use serde::{Deserialize, Serialize};

/// Optional generator settings, read from a JSON file passed with `--config`.
/// Missing fields fall back to `GeneratorConfig::default()`.
#[derive(Debug, Deserialize, Clone, Serialize, Default)]
#[serde(rename_all = "camelCase")]
pub struct GeneratorConfigDto {
    #[serde(default)]
    pub package: Option<PackageConfigDto>,

    #[serde(default)]
    pub iflow: Option<IflowDefaultsDto>,

    #[serde(default)]
    pub layout: Option<LayoutConfigDto>,
}

#[derive(Debug, Deserialize, Clone, Serialize, Default)]
#[serde(rename_all = "camelCase")]
pub struct PackageConfigDto {
    pub default_version: Option<String>,
    pub vendor: Option<String>,
    pub runtime_profile: Option<String>,
    pub import_packages: Option<Vec<String>>,
}

#[derive(Debug, Deserialize, Clone, Serialize, Default)]
#[serde(rename_all = "camelCase")]
pub struct IflowDefaultsDto {
    pub transaction_timeout: Option<u32>,
    pub transactional_handling: Option<String>,
    pub log_level: Option<String>,
    pub return_exception_to_sender: Option<bool>,
}

#[derive(Debug, Deserialize, Clone, Serialize, Default)]
#[serde(rename_all = "camelCase")]
pub struct LayoutConfigDto {
    pub origin_x: Option<f64>,
    pub origin_y: Option<f64>,
    pub column_width: Option<f64>,
    pub row_height: Option<f64>,
    pub pool_padding: Option<f64>,
    pub participant_gap: Option<f64>,
}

## EXERCISE AIM
Print the entire set of records again, exactly.

## FINISHED TASK
use serde::{Deserialize, Serialize};

/// Optional generator settings, read from a JSON file passed with `--config`.
/// Missing fields fall back to `GeneratorConfig::default()`.
#[derive(Debug, Deserialize, Clone, Serialize, Default)]
#[serde(rename_all = "camelCase")]
pub struct GeneratorConfigDto {
    #[serde(default)]
    pub package: Option<PackageConfigDto>,

    #[serde(default)]
    pub iflow: Option<IflowDefaultsDto>,

    #[serde(default)]
    pub layout: Option<LayoutConfigDto>,
}

#[derive(Debug, Deserialize, Clone, Serialize, Default)]
#[serde(rename_all = "camelCase")]
pub struct PackageConfigDto {
    pub default_version: Option<String>,
    pub vendor: Option<String>,
    pub runtime_profile: Option<String>,
    pub import_packages: Option<Vec<String>>,
}

#[derive(Debug, Deserialize, Clone, Serialize, Default)]
#[serde(rename_all = "camelCase")]
pub struct IflowDefaultsDto {
    pub transaction_timeout: Option<u32>,
    pub transactional_handling: Option<String>,
    pub log_level: Option<String>,
    pub return_exception_to_sender: Option<bool>,
}

#[derive(Debug, Deserialize, Clone, Serialize, Default)]
#[serde(rename_all = "camelCase")]
pub struct LayoutConfigDto {
    pub origin_x: Option<f64>,
    pub origin_y: Option<f64>,
    pub column_width: Option<f64>,
    pub row_height: Option<f64>,
    pub pool_padding: Option<f64>,
    pub participant_gap: Option<f64>,
}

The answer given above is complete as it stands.